- Description of the task: Reproduce precisely the lines of the listing below, starting with the line that contains "let addr = self" and stopping after the line that contains "pub fn request(&mut"; include nothing else.

- Given records:
//! BDD world for bootstrap and request scenarios: loader, reporter, the
//! serving daemon and one connected client.

use std::cell::RefCell;
use std::sync::Arc;

use serde_json::Value;

use crate::bootstrap::{BootstrapError, ConfigLoader, Daemon, RunningDaemon, bootstrap_with};
use crate::protocol::Response;

use super::client::Client;
use super::config_loader::{FailingConfigLoader, TestConfigLoader};
use super::reporter::RecordingHealthReporter;

/// Scenario world shared across BDD steps.
pub struct TestWorld {
    // Fields drop in order: the client disconnects, the daemon stops, and
    // only then does the loader remove its temporary directory.
    client: Option<Client>,
    running: Option<RunningDaemon>,
    daemon: Option<Daemon>,
    pub reporter: Arc<RecordingHealthReporter>,
    bootstrap_error: Option<BootstrapError>,
    last_response: Option<Response>,
    workers: usize,
    loader: Box<dyn ConfigLoader>,
}

impl TestWorld {
    #[must_use]
    pub fn new() -> Self {
        Self {
            client: None,
            running: None,
            daemon: None,
            reporter: Arc::new(RecordingHealthReporter::default()),
            bootstrap_error: None,
            last_response: None,
            workers: 4,
            loader: Box::new(TestConfigLoader::tcp()),
        }
    }

    pub fn use_failing_loader(&mut self) {
        self.loader = Box::new(FailingConfigLoader);
    }

    pub fn use_workers(&mut self, workers: usize) {
        self.workers = workers;
        self.loader = Box::new(TestConfigLoader::tcp().with_workers(workers));
    }

    #[must_use]
    pub fn workers(&self) -> usize {
        self.workers
    }

    /// Runs the bootstrap sequence once.
    pub fn bootstrap(&mut self) {
        if self.daemon.is_some() || self.bootstrap_error.is_some() {
            return;
        }
        let reporter = Arc::clone(&self.reporter) as Arc<dyn crate::health::HealthReporter>;
        match bootstrap_with(&*self.loader, reporter) {
            Ok(daemon) => self.daemon = Some(daemon),
            Err(error) => self.bootstrap_error = Some(error),
        }
    }

    #[must_use]
    pub fn bootstrap_error(&self) -> Option<&BootstrapError> {
        self.bootstrap_error.as_ref()
    }

    #[must_use]
    pub fn daemon(&self) -> Option<&Daemon> {
        self.daemon.as_ref()
    }

    /// Starts serving the bootstrapped daemon.
    pub fn serve(&mut self) -> Result<(), String> {
        let daemon = self.daemon.take().ok_or("daemon was not bootstrapped")?;
        let running = daemon.serve().map_err(|error| error.to_string())?;
        self.running = Some(running);
        Ok(())
    }

    /// Bootstraps, serves and connects a client.
    pub fn start_serving(&mut self) -> Result<(), String> {
        self.bootstrap();
        if let Some(error) = &self.bootstrap_error {
            return Err(error.to_string());
        }
        self.serve()?;
        self.connect()
    }

    pub fn connect(&mut self) -> Result<(), String> {
        let addr = self
            .running
            .as_ref()
            .and_then(RunningDaemon::local_addr)
            .ok_or("daemon is not serving on TCP")?;
        self.client = Some(Client::connect(addr));
        Ok(())
    }

    pub fn request(&mut self, command: &str, database: Option<&str>, arguments: Value) {
        let client = self.client.as_mut().expect("client connected");
        self.last_response = Some(client.request(command, database, arguments));
    }

    pub fn send_raw(&mut self, line: &str) {
        let client = self.client.as_mut().expect("client connected");
        self.last_response = client.send_raw(line);
    }

    #[must_use]
    pub fn last_response(&self) -> &Response {
        self.last_response.as_ref().expect("a response was received")
    }

    /// Closes the client and tears the daemon down.
    pub fn shutdown(&mut self) -> Result<(), String> {
        self.client = None;
        let running = self.running.take().ok_or("daemon is not serving")?;
        running.shutdown().map_err(|error| error.to_string())
    }
}

impl Default for TestWorld {
    fn default() -> Self {
        Self::new()
    }
}

/// Default test world fixture.
#[must_use]
pub fn world() -> RefCell<TestWorld> {
    RefCell::new(TestWorld::new())
}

- Task response:
        let addr = self
            .running
            .as_ref()
            .and_then(RunningDaemon::local_addr)
            .ok_or("daemon is not serving on TCP")?;
        self.client = Some(Client::connect(addr));
        Ok(())
    }

    pub fn request(&mut self, command: &str, database: Option<&str>, arguments: Value) {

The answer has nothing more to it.